Senior Machine Learning Software Engineer (ML Platform)

Match Group

5+ Years | Seoul, South Korea (Hybrid) | Full Time | 3 weeks ago

Apply Now

Job Summary

The ML Platform Team at Hyperconnect's AI Lab is seeking a Senior Machine Learning Software Engineer. This role focuses on automating and stabilizing the entire ML production process to drive business impact and maximize R&D productivity. Responsibilities include building cloud-based ML Ops infrastructure, developing tools, managing high-performance GPU clusters, optimizing model performance and operational costs, and developing mobile inference engines. The team aims to create a seamless research and development environment for ML Engineers.

Must Have

5+ years of experience in software design, implementation, and operation (backend, data engineering, distributed systems)
Solid fundamental knowledge of CS fundamentals (OS, networks, computer system architecture, data structures, algorithms)
Deep understanding of two or more languages among Java (Kotlin), Python, Golang, JavaScript, Swift, C++, RUST
Ability to adapt quickly to unfamiliar environments and navigate various tech stacks
Experience in designing, building, and operating infrastructure in Public Cloud environments (AWS, GCP, Azure)
Deep understanding and operational experience with container technologies (Kubernetes, Docker)
Basic understanding and interest in ML/AI technologies and the MLOps ecosystem
Excellent communication and collaboration skills with ML Engineers and Data Scientists
Fluent in Korean and comfortable with English (listening, speaking)

Good to Have

Experience with MLOps open-source tools (Argo Workflows, ArgoCD, Kubeflow, MLflow)
Experience operating ML model serving platforms (NVIDIA Triton, KServe/KFServing)
Experience operating large-scale Managed Kubernetes services (EKS, GKE)
Experience using IaC tools (Terraform, CloudFormation)
Experience building and automating CI/CD pipelines (GitHub Action, ArgoCD)
Experience building and operating monitoring systems (Prometheus, Grafana)
Deep understanding of Linux systems and networks
Experience operating and scheduling large-scale GPU clusters (On-premise or Cloud)
Experience building and operating large-scale data processing pipelines (Spark, Airflow)
Experience developing internal tools (SDKs, CLIs, developer portals) for ML Engineers
Experience utilizing AI accelerators (AWS Inferentia/Trainium) and cost optimization
Experience serving or optimizing ML models operating in on-device environments

Job Description

HYPERCONNECT AI - AI Lab Introduction

Hyperconnect AI Lab identifies and solves problems in services that connect people, which are difficult to approach with existing technologies but can be resolved through machine learning. By doing so, we innovate the user experience. To achieve this, we develop numerous models across various domains, including video, audio, natural language, and recommendations. Our goal is to contribute to the growth of actual services by stably providing these models via mobile and cloud servers and resolving any challenges encountered. Under this objective, Hyperconnect AI Lab has been advancing machine learning technologies for several years, contributing to Hyperconnect's products, including Azar.

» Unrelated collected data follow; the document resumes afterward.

//! Annotation record types.
//!
//! The serde representations are positional so the side-channel files keep
//! the compact `[name, [xmin, ymin, xmax, ymax]]` / `[width, height]` shape.

use serde::{Deserialize, Serialize};

/// An axis-aligned box in original-image pixel coordinates.
///
/// Parsed boxes satisfy `xmin < xmax <= width` and `ymin < ymax <= height`
/// for the record they belong to.
#[derive(Clone, Copy, Debug, PartialEq, Eq, Hash, Serialize, Deserialize)]
#[serde(from = "[u32; 4]", into = "[u32; 4]")]
pub struct BoundingBox {
    pub xmin: u32,
    pub ymin: u32,
    pub xmax: u32,
    pub ymax: u32,
}

impl BoundingBox {
    #[inline]
    pub fn new(xmin: u32, ymin: u32, xmax: u32, ymax: u32) -> Self {
        Self {
            xmin,
            ymin,
            xmax,
            ymax,
        }
    }

    #[inline]
    pub fn width(&self) -> u32 {
        self.xmax.saturating_sub(self.xmin)
    }

    #[inline]
    pub fn height(&self) -> u32 {
        self.ymax.saturating_sub(self.ymin)
    }

    /// Returns true if the box is non-empty and fits inside `size`.
    pub fn fits(&self, size: ImageSize) -> bool {
        self.xmin < self.xmax
            && self.ymin < self.ymax
            && self.xmax <= size.width
            && self.ymax <= size.height
    }
}

impl From<[u32; 4]> for BoundingBox {
    fn from([xmin, ymin, xmax, ymax]: [u32; 4]) -> Self {
        Self::new(xmin, ymin, xmax, ymax)
    }
}

impl From<BoundingBox> for [u32; 4] {
    fn from(bbox: BoundingBox) -> Self {
        [bbox.xmin, bbox.ymin, bbox.xmax, bbox.ymax]
    }
}

/// Image dimensions as declared by the annotation's `<size>` element.
#[derive(Clone, Copy, Debug, PartialEq, Eq, Hash, Serialize, Deserialize)]
#[serde(from = "[u32; 2]", into = "[u32; 2]")]
pub struct ImageSize {
    pub width: u32,
    pub height: u32,
}

impl ImageSize {
    #[inline]
    pub fn new(width: u32, height: u32) -> Self {
        Self { width, height }
    }
}

impl From<[u32; 2]> for ImageSize {
    fn from([width, height]: [u32; 2]) -> Self {
        Self::new(width, height)
    }
}

impl From<ImageSize> for [u32; 2] {
    fn from(size: ImageSize) -> Self {
        [size.width, size.height]
    }
}

/// One labeled box.
#[derive(Clone, Debug, PartialEq, Eq, Serialize, Deserialize)]
#[serde(
    from = "(String, BoundingBox)",
    into = "(String, BoundingBox)"
)]
pub struct AnnotatedObject {
    /// Class name exactly as written in `<name>`.
    pub name: String,
    pub bbox: BoundingBox,
}

impl AnnotatedObject {
    pub fn new(name: impl Into<String>, bbox: BoundingBox) -> Self {
        Self {
            name: name.into(),
            bbox,
        }
    }
}

impl From<(String, BoundingBox)> for AnnotatedObject {
    fn from((name, bbox): (String, BoundingBox)) -> Self {
        Self { name, bbox }
    }
}

impl From<AnnotatedObject> for (String, BoundingBox) {
    fn from(object: AnnotatedObject) -> Self {
        (object.name, object.bbox)
    }
}

/// A parsed annotation file.
///
/// `objects` keeps document order.
#[derive(Clone, Debug, PartialEq, Eq)]
pub struct AnnotationRecord {
    pub size: ImageSize,
    pub objects: Vec<AnnotatedObject>,
}
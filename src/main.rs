use std::process::ExitCode;

fn main() -> ExitCode {
    env_logger::builder()
        .filter_level(log::LevelFilter::Info)
        .parse_default_env()
        .init();

    match maskpack::run() {
        Ok(()) => ExitCode::SUCCESS,
        Err(err) => {
            eprintln!("Error: {err}");
            ExitCode::FAILURE
        }
    }
}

ML Platform Team Introduction

The ML Platform Team, part of the AI Lab, automates and stabilizes the entire ML production process to ensure that AI technology quickly translates into business impact. Our aim is to maximize the research and development productivity of the entire organization through a sustainable platform.

Currently, we address complex technical challenges arising from operating over 50 models in production. To successfully accomplish this mission, we are responsible for the following core tasks:

Building Cloud-based ML Ops Infrastructure and Tool Development

We develop and operate ML Ops components to establish an automated virtuous cycle (AI Flywheel) that utilizes product data to retrain, evaluate, and deploy models, thereby continuously improving products. Key components include:

Providing a unified serving platform using ArgoCD and NVIDIA Triton to rapidly deploy models trained with various deep learning frameworks (Tensorflow, PyTorch) across different domains to production.
Offering an Argo Workflows-based training workflow platform that enables users to easily create and execute necessary workflows.
Delivering data pipelines to facilitate the processing of raw data into training-ready formats.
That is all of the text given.